Scientists noticed thinning ozone over Antarctic in the early 1980’s. Every spring, about 60 per cent of the ozone layer disappeared, leaving a ‘hole’ in the layer.
Research planes discovered that the cause was a build up of chemicals in the stratosphere. There chemicals included chlorofluorocarbons (CFC’s) – invented in the 1920’s, and widely used in refrigerators, aerosols, and air-conditioning systems.
Above is the satellite pictures of the ozone hole over 20 years.

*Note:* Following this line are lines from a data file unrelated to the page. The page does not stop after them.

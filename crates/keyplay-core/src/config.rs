//! Application configuration
//!
//! Every field has a default matching the stock page, so an empty JSON
//! object (or no config at all) yields a working setup.

use serde::{Deserialize, Serialize};

use crate::{Error, Result};

/// Busy label swapped into a submit button while its request runs
pub const PROCESSING_LABEL: &str =
    r#"<span class="spinner-border spinner-border-sm me-1"></span>Processing..."#;

/// Top-level configuration
#[derive(Debug, Clone, PartialEq, Serialize, Deserialize)]
#[serde(default, rename_all = "camelCase")]
pub struct AppConfig {
    /// Path of the decode endpoint
    pub decode_endpoint: String,
    /// Path of the key-retrieval endpoint
    pub keys_endpoint: String,
    /// Substring marking a URL as an adaptive-streaming manifest
    pub manifest_marker: String,
    /// Label shown on a busy submit button
    pub processing_label: String,
    /// Element ids of the page
    pub elements: ElementIds,
}

impl Default for AppConfig {
    fn default() -> Self {
        Self {
            decode_endpoint: "/api/decode".to_string(),
            keys_endpoint: "/api/get-keys".to_string(),
            manifest_marker: ".m3u8".to_string(),
            processing_label: PROCESSING_LABEL.to_string(),
            elements: ElementIds::default(),
        }
    }
}

impl AppConfig {
    /// Parse from JSON, filling missing fields with defaults
    pub fn from_json(json: &str) -> Result<Self> {
        let config: Self =
            serde_json::from_str(json).map_err(|e| Error::InvalidConfig(e.to_string()))?;
        config.validate()?;
        Ok(config)
    }

    /// Reject configurations that would break request routing
    pub fn validate(&self) -> Result<()> {
        for (name, path) in [
            ("decodeEndpoint", &self.decode_endpoint),
            ("keysEndpoint", &self.keys_endpoint),
        ] {
            if !path.starts_with('/') {
                return Err(Error::InvalidConfig(format!(
                    "{name} must be an absolute path, got {path:?}"
                )));
            }
        }
        if self.manifest_marker.is_empty() {
            return Err(Error::InvalidConfig("manifestMarker must not be empty".into()));
        }
        Ok(())
    }
}

/// DOM element ids the browser binding resolves at mount time
#[derive(Debug, Clone, PartialEq, Eq, Serialize, Deserialize)]
#[serde(default, rename_all = "camelCase")]
pub struct ElementIds {
    pub decode_form: String,
    pub decode_token: String,
    pub encrypted_url: String,
    pub decode_response: String,
    pub decode_response_content: String,
    pub drm_form: String,
    pub drm_token: String,
    pub video_url: String,
    pub drm_response: String,
    pub drm_response_content: String,
    pub video_container: String,
    pub video_player: String,
}

impl Default for ElementIds {
    fn default() -> Self {
        Self {
            decode_form: "decodeForm".into(),
            decode_token: "token".into(),
            encrypted_url: "encryptedUrl".into(),
            decode_response: "decodeResponse".into(),
            decode_response_content: "decodeResponseContent".into(),
            drm_form: "drmForm".into(),
            drm_token: "drmToken".into(),
            video_url: "videoUrl".into(),
            drm_response: "drmResponse".into(),
            drm_response_content: "drmResponseContent".into(),
            video_container: "videoContainer".into(),
            video_player: "videoPlayer".into(),
        }
    }
}
fn harness_with(engine: Engine) -> Harness {
    let config = AppConfig::default();
    let transport = Scripted::default();
    let client = Rc::new(ApiClient::new(
        Url::parse("http://localhost:5000").unwrap(),
        &config,
        transport.clone(),
    ));

    let surface = Surface::default();
    let player = Rc::new(PlayerController::new(
        surface.clone(),
        engine.clone(),
        config.manifest_marker.clone(),
    ));

    let decode_button = Button::labelled("Decode & Play");
    let decode_panel = Rc::new(Panel::default());
    let drm_token = Input::with("old-token");
    let keys_button = Button::labelled("Get Keys");
    let keys_panel = Rc::new(Panel::default());

    let decode = DecodeFlow::new(
        DecodeView {
            button: decode_button.clone(),
            token: Input::with("tok"),
            encrypted_url: Input::with("enc"),
            panel: decode_panel.clone(),
            forward_token: drm_token.clone(),
        },
        client.clone(),
        player.clone(),
        &config.processing_label,
    );
    let keys = KeysFlow::new(
        KeysView {
            button: keys_button.clone(),
            token: drm_token.clone(),
            video_url: Input::with("https://cdn/video.mpd"),
            panel: keys_panel.clone(),
        },
        client,
        &config.processing_label,
    );

    Harness {
        transport,
        engine,
        surface,
        player,
        decode_button,
        decode_panel,
        drm_token,
        keys_button,
        keys_panel,
        decode,
        keys,
    }
}

fn harness() -> Harness {
    harness_with(Engine::default())
}

const SUCCESS: &str = "mt-4 p-3 rounded bg-success-subtle text-success-emphasis";
const FAILURE: &str = "mt-4 p-3 rounded bg-danger-subtle text-danger-emphasis";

On their escape, these chemicals accumulated in the cold air above Antarctica each winter. Then, each spring, the sun provided energy for ozone-destroying reactions to take place. Scientists also noticed that the entire ozone layer was thinning. And, beginning in about 1990, a hole began to emerge each spring over the Arctic, where the air is almost as cold as over the Antarctica. Sometimes this hole stretches south, opening over parts of Europe during February.
Fortunately, nature can repair the holes in a few weeks as teh temperature rises, but they still open up again at the same time each year.
From the first time the ozone hold was measured back in 1976, the largest measured hole was 24 million km2. This was measured in September 2009.
If the world stopped using all ozone-eating substances tomorrow, it would still take until the middle of the 21st century before the ozone layer begins to recover to the levels of the mid 1970’s – before the first hole was formed.